El consumo de alucinógenos no era solo una muestra de resistencia cultural por parte de indígenas y de afrodescendientes, sino que se encontraba inserto en relaciones de desigualdad propias de la sociedad colonial. Es innegable que, aunque en muchos casos los indígenas y afrodescendientes podían recibir una compensación económica o una suerte de estatus por sus habilidades o conocimientos relacionados con plantas como el peyote, el borrachero, la coca o el tabaco, no se pueden subestimar los peligros que acarreaban los rituales y, peor aún, los riesgos que la persecución por parte de la Inquisición imponía sobre sus cuerpos.
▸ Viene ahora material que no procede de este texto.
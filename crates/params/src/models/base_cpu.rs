//! `BaseCPU` schema.
//!
//! Parameters common to every CPU model. `BaseCPU` has no native binding of
//! its own: it only exists to be extended, and finalizing a bare `BaseCPU`
//! instance fails with a missing binding.

use std::sync::Arc;

use crate::common::Result;
use crate::config::defaults;
use crate::node::{ConfigurationNode, MemoryMode, NodeBuilder};
use crate::params::ParameterSpec;

/// Node type name.
pub const TYPE_NAME: &str = "BaseCPU";

const fn memory_mode(_: &ConfigurationNode) -> MemoryMode {
    MemoryMode::Invalid
}

const fn never(_: &ConfigurationNode) -> bool {
    false
}

/// Declares `BaseCPU`.
///
/// # Errors
///
/// Any [`ConfigurationNode::declare`] error.
pub fn declare() -> Result<Arc<ConfigurationNode>> {
    NodeBuilder::new(TYPE_NAME)
        .memory_mode(memory_mode)
        .require_caches(never)
        .support_take_over(never)
        .param(ParameterSpec::uint("numThreads", 1, "Number of hardware thread contexts"))
        .param(ParameterSpec::int("cpu_id", -1, "CPU identifier"))
        .param(ParameterSpec::uint("socket_id", 0, "Physical socket identifier"))
        .param(ParameterSpec::boolean("function_trace", false, "Enable function trace"))
        .param(ParameterSpec::uint("function_trace_start", 0, "Tick to start function trace"))
        .param(ParameterSpec::boolean("do_checkpoint_insts", true, "Enable checkpoint instructions"))
        .param(ParameterSpec::boolean("do_statistics_insts", true, "Enable statistics pseudo instructions"))
        .param(ParameterSpec::uint("max_insts_any_thread", 0, "Terminate when any thread reaches this instruction count"))
        .param(ParameterSpec::uint("max_insts_all_threads", 0, "Terminate when all threads have reached this instruction count"))
        .param(ParameterSpec::cycles("syscallRetryLatency", defaults::SYSCALL_RETRY_LATENCY, "Time to wait before retrying a blocked syscall"))
        .param(ParameterSpec::cycles("pwr_gating_latency", defaults::PWR_GATING_LATENCY, "Latency to enter power gating state when all threads are idle"))
        .param(ParameterSpec::boolean("power_gating_on_idle", false, "Power gate the core when idle"))
        .build()
}
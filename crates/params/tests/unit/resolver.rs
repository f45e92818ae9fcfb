//! # Reference Resolver Tests
//!
//! Binding of `Self.` and `Parent.` references, cycle detection, missing
//! bindings, and determinism of the finalized tree.

use std::sync::Arc;

use o3cfg_core::{ConfigError, ConfigurationNode, NodeBuilder, ParameterSpec, Reference};
use pretty_assertions::assert_eq;

use crate::common::{init_tracing, node, o3};

/// `Core { a, b, c: bool }`, every integer defaulting to 7.
fn core() -> Arc<ConfigurationNode> {
    NodeBuilder::new("Core")
        .binding("Core", "core.hh")
        .param(ParameterSpec::uint("a", 7, "A"))
        .param(ParameterSpec::uint("b", 7, "B"))
        .param(ParameterSpec::boolean("c", false, "C"))
        .build()
        .unwrap()
}

/// `Top { threads, mid: Mid { leaf: Leaf { threads } } }`.
fn three_levels() -> Arc<ConfigurationNode> {
    let leaf = NodeBuilder::new("Leaf")
        .binding("Leaf", "leaf.hh")
        .param(ParameterSpec::uint("threads", 1, "Threads"))
        .build()
        .unwrap();
    let mut leaf_default = leaf.instantiate();
    leaf_default.set("threads", Reference::parent("threads")).unwrap();

    let mid = NodeBuilder::new("Mid")
        .binding("Mid", "mid.hh")
        .param(ParameterSpec::object("leaf", "Leaf", leaf_default, "Leaf"))
        .build()
        .unwrap();
    NodeBuilder::new("Top")
        .binding("Top", "top.hh")
        .param(ParameterSpec::uint("threads", 3, "Threads"))
        .param(ParameterSpec::object("mid", "Mid", mid.instantiate(), "Mid"))
        .build()
        .unwrap()
}

fn cycle_of(err: Option<ConfigError>) -> Vec<String> {
    match err {
        Some(ConfigError::CyclicReference { cycle }) => cycle,
        other => panic!("expected a cyclic reference, got {other:?}"),
    }
}

// ──────────────────────────────────────────────────────────
// Binding
// ──────────────────────────────────────────────────────────

#[test]
fn test_self_reference_chain() {
    init_tracing();
    let mut inst = core().instantiate();
    inst.set("a", Reference::this("b")).unwrap();
    inst.set("b", 9u32).unwrap();

    let frozen = inst.finalize().unwrap();
    assert_eq!(frozen.uint("a"), Some(9));
    assert_eq!(frozen.uint("b"), Some(9));
}

#[test]
fn test_parent_reference_skips_ancestors_without_the_parameter() {
    let mut top = three_levels().instantiate();
    top.set("threads", 5u32).unwrap();

    let frozen = top.finalize().unwrap();
    let leaf = frozen.child("mid").and_then(|m| m.child("leaf")).unwrap();
    assert_eq!(leaf.path(), "Top.mid.leaf");
    assert_eq!(leaf.uint("threads"), Some(5));
}

#[test]
fn test_parent_reference_at_the_root_is_unresolved() {
    let mut inst = core().instantiate();
    inst.set("a", Reference::parent("a")).unwrap();
    let err = inst.finalize().err();
    assert!(matches!(
        err,
        Some(ConfigError::UnresolvedReference { path, param, reference })
            if path == "Core" && param == "a" && reference == "Parent.a"
    ));
}

#[test]
fn test_reference_to_missing_parameter_is_unresolved() {
    let mut inst = core().instantiate();
    inst.set("a", Reference::this("z")).unwrap();
    assert!(matches!(inst.finalize(), Err(ConfigError::UnresolvedReference { .. })));
}

#[test]
fn test_bound_value_is_checked_against_the_referencing_kind() {
    let mut inst = core().instantiate();
    inst.set("a", Reference::this("c")).unwrap();
    let err = inst.finalize().err();
    assert!(matches!(err, Some(ConfigError::TypeMismatch { param, .. }) if param == "Core.a"));
}

#[test]
fn test_negative_signed_value_cannot_bind_to_unsigned() {
    let mut cpu = o3();
    cpu.set("activity", Reference::this("cpu_id")).unwrap();
    assert!(matches!(cpu.finalize(), Err(ConfigError::TypeMismatch { .. })));
}

#[test]
fn test_reference_to_object_parameter_is_rejected() {
    let mut cpu = o3();
    cpu.set("activity", Reference::this("fuPool")).unwrap();
    assert!(matches!(cpu.finalize(), Err(ConfigError::TypeMismatch { .. })));
}

// ──────────────────────────────────────────────────────────
// Cycles
// ──────────────────────────────────────────────────────────

#[test]
fn test_self_loop_is_a_cycle() {
    let mut inst = core().instantiate();
    inst.set("a", Reference::this("a")).unwrap();
    assert_eq!(cycle_of(inst.finalize().err()), ["Core.a", "Core.a"]);
}

#[test]
fn test_two_parameter_cycle() {
    let mut inst = core().instantiate();
    inst.set("a", Reference::this("b")).unwrap();
    inst.set("b", Reference::this("a")).unwrap();
    assert_eq!(cycle_of(inst.finalize().err()), ["Core.a", "Core.b", "Core.a"]);
    assert!(!inst.is_finalized());
}

#[test]
fn test_cycle_reached_from_a_child_reports_only_the_loop() {
    let child = NodeBuilder::new("Child")
        .binding("Child", "child.hh")
        .param(ParameterSpec::uint("x", 0, "X"))
        .build()
        .unwrap();
    let mut child_default = child.instantiate();
    child_default.set("x", Reference::parent("b")).unwrap();

    let root = NodeBuilder::new("Root")
        .binding("Root", "root.hh")
        .param(ParameterSpec::object("child", "Child", child_default, "Child"))
        .param(ParameterSpec::uint("b", 0, "B"))
        .param(ParameterSpec::uint("c", 0, "C"))
        .build()
        .unwrap();

    let mut inst = root.instantiate();
    inst.set("b", Reference::this("c")).unwrap();
    inst.set("c", Reference::this("b")).unwrap();
    assert_eq!(cycle_of(inst.finalize().err()), ["Root.b", "Root.c", "Root.b"]);
}

// ──────────────────────────────────────────────────────────
// Bindings and determinism
// ──────────────────────────────────────────────────────────

#[test]
fn test_unbound_root_cannot_finalize() {
    let mut cpu = node("BaseCPU").instantiate();
    let err = cpu.finalize().err();
    assert!(matches!(
        err,
        Some(ConfigError::MissingBinding { type_name, path })
            if type_name == "BaseCPU" && path == "BaseCPU"
    ));
}

#[test]
fn test_unbound_child_cannot_finalize() {
    let mut cpu = o3();
    cpu.set("branchPred", node("BranchPredictor").instantiate()).unwrap();
    let err = cpu.finalize().err();
    assert!(matches!(
        err,
        Some(ConfigError::MissingBinding { type_name, path })
            if type_name == "BranchPredictor" && path == "BaseO3CPU.branchPred"
    ));
}

#[test]
fn test_identical_inputs_give_identical_snapshots() {
    let build = || {
        let mut cpu = o3();
        cpu.set("numThreads", 2u32).unwrap();
        cpu.set("smtFetchPolicy", "Branch").unwrap();
        cpu.set_ref("squashWidth", "Self.commitWidth").unwrap();
        cpu.finalize().unwrap()
    };
    let (first, second) = (build(), build());
    assert_eq!(first, second);
    assert_eq!(first.to_json().unwrap(), second.to_json().unwrap());
}
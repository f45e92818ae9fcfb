//! Scoped enumerations.
//!
//! Each [`EnumType`] is a closed, ordered, non-empty set of symbolic variants
//! and forms its own namespace: the same variant text in two enumerations
//! never aliases. The [`EnumRegistry`] owns every enumeration a catalog
//! declares and resolves `(enumeration, variant)` pairs to ordinals.

use std::collections::BTreeMap;
use std::fmt;
use std::sync::Arc;

use serde::Serialize;
use tracing::debug;

use crate::common::{ConfigError, Result};

/// A named, closed, ordered set of distinct variant names.
#[derive(Debug, Clone, PartialEq, Eq, Hash, Serialize)]
pub struct EnumType {
    name: String,
    variants: Vec<String>,
}

impl EnumType {
    /// Creates an enumeration after checking that it is non-empty and has no
    /// repeated or blank variants.
    ///
    /// # Errors
    ///
    /// [`ConfigError::InvalidEnum`] when the variant list is empty, contains a
    /// blank name, or repeats a name.
    pub fn new<S: AsRef<str>>(name: impl Into<String>, variants: &[S]) -> Result<Self> {
        let name = name.into();
        let invalid = |reason: String| ConfigError::InvalidEnum {
            name: name.clone(),
            reason,
        };

        if variants.is_empty() {
            return Err(invalid("no variants".to_string()));
        }

        let mut seen: Vec<String> = Vec::with_capacity(variants.len());
        for variant in variants {
            let variant = variant.as_ref();
            if variant.trim().is_empty() {
                return Err(invalid("blank variant name".to_string()));
            }
            if seen.iter().any(|v| v == variant) {
                return Err(invalid(format!("variant '{variant}' declared twice")));
            }
            seen.push(variant.to_string());
        }

        Ok(Self {
            name,
            variants: seen,
        })
    }

    /// Enumeration name.
    pub fn name(&self) -> &str {
        &self.name
    }

    /// Variants in declaration order.
    pub fn variants(&self) -> &[String] {
        &self.variants
    }

    /// Whether `variant` belongs to this enumeration.
    pub fn contains(&self, variant: &str) -> bool {
        self.variants.iter().any(|v| v == variant)
    }

    /// Returns the ordinal of `variant` within this enumeration.
    ///
    /// # Errors
    ///
    /// [`ConfigError::UnknownVariant`] if the name is not declared here, even
    /// when another enumeration has a variant with the same text.
    pub fn resolve(&self, variant: &str) -> Result<usize> {
        self.variants
            .iter()
            .position(|v| v == variant)
            .ok_or_else(|| ConfigError::UnknownVariant {
                enum_name: self.name.clone(),
                variant: variant.to_string(),
            })
    }
}

impl fmt::Display for EnumType {
    fn fmt(&self, f: &mut fmt::Formatter<'_>) -> fmt::Result {
        write!(f, "{}{{{}}}", self.name, self.variants.join(", "))
    }
}

/// Registry of enumerations keyed by name.
#[derive(Debug, Clone, Default)]
pub struct EnumRegistry {
    enums: BTreeMap<String, Arc<EnumType>>,
}

impl EnumRegistry {
    /// Creates an empty registry.
    pub fn new() -> Self {
        Self::default()
    }

    /// Defines a new enumeration and returns a shared handle to it.
    ///
    /// # Errors
    ///
    /// [`ConfigError::InvalidEnum`] when the name is already registered or the
    /// variant list is malformed.
    pub fn define_enum<S: AsRef<str>>(
        &mut self,
        name: impl Into<String>,
        variants: &[S],
    ) -> Result<Arc<EnumType>> {
        let ty = EnumType::new(name, variants)?;
        if self.enums.contains_key(ty.name()) {
            return Err(ConfigError::InvalidEnum {
                name: ty.name().to_string(),
                reason: "already defined".to_string(),
            });
        }

        debug!(name = ty.name(), variants = ty.variants().len(), "defined enumeration");
        let ty = Arc::new(ty);
        let _ = self.enums.insert(ty.name().to_string(), Arc::clone(&ty));
        Ok(ty)
    }

    /// Looks up an enumeration by name.
    pub fn get(&self, name: &str) -> Option<&Arc<EnumType>> {
        self.enums.get(name)
    }

    /// Resolves `variant` within the enumeration `enum_name`.
    ///
    /// # Errors
    ///
    /// [`ConfigError::UnknownEnum`] if `enum_name` is not registered, otherwise
    /// [`ConfigError::UnknownVariant`] if the variant is not part of it.
    pub fn resolve(&self, enum_name: &str, variant: &str) -> Result<usize> {
        self.get(enum_name)
            .ok_or_else(|| ConfigError::UnknownEnum {
                name: enum_name.to_string(),
            })?
            .resolve(variant)
    }

    /// Iterates over registered enumerations in name order.
    pub fn iter(&self) -> impl Iterator<Item = &Arc<EnumType>> {
        self.enums.values()
    }

    /// Number of registered enumerations.
    pub fn len(&self) -> usize {
        self.enums.len()
    }

    /// Whether the registry holds no enumerations.
    pub fn is_empty(&self) -> bool {
        self.enums.is_empty()
    }
}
Las acusaciones y los castigos de carácter ejemplar demostraban que la gravedad de los delitos estaba condicionada por el lugar social que ocupaba quien era señalado por infringir algún precepto moral o religioso. En algunos procesos se menciona que la ingesta de alucinógenos era llevada a cabo por indígenas y afrodescendientes, pero en muchas ocasiones, los beneficiarios de las alucinaciones eran —en última instancia—, los españoles y sus descendientes.10
Si bien, en principio, estas plantas alucinógenas estaban estrechamente vinculadas con los marcos de referencia indígenas, luego de la Conquista, terminaron siendo apropiadas y, en consecuencia, reinterpretadas y usadas para propósitos distintos a los del contexto cultural de origen. Curar, adivinar el futuro, cambiar los designios del destino o buscar objetos perdidos y tesoros se convirtieron en tareas que asumieron los indígenas y los afrodescendientes, si bien en muchos casos atendieron necesidades ajenas y se hicieron en contra de su voluntad, como el de Diego Panojo y la yerba borrachera. El consumo de alucinógenos muestra cómo operaban los mecanismos de desigualdad y violencia de la sociedad colonial. Mientras los europeos buscaban nuevas maneras de enfrentar su realidad al adquirir un gusto por aquello que en principio debían rechazar, se valieron del conocimiento indígena y de la vulnerabilidad de los afrodescendientes esclavizados y libres, para construir y perpetuar una imagen negativa sobre los cuerpos racializados.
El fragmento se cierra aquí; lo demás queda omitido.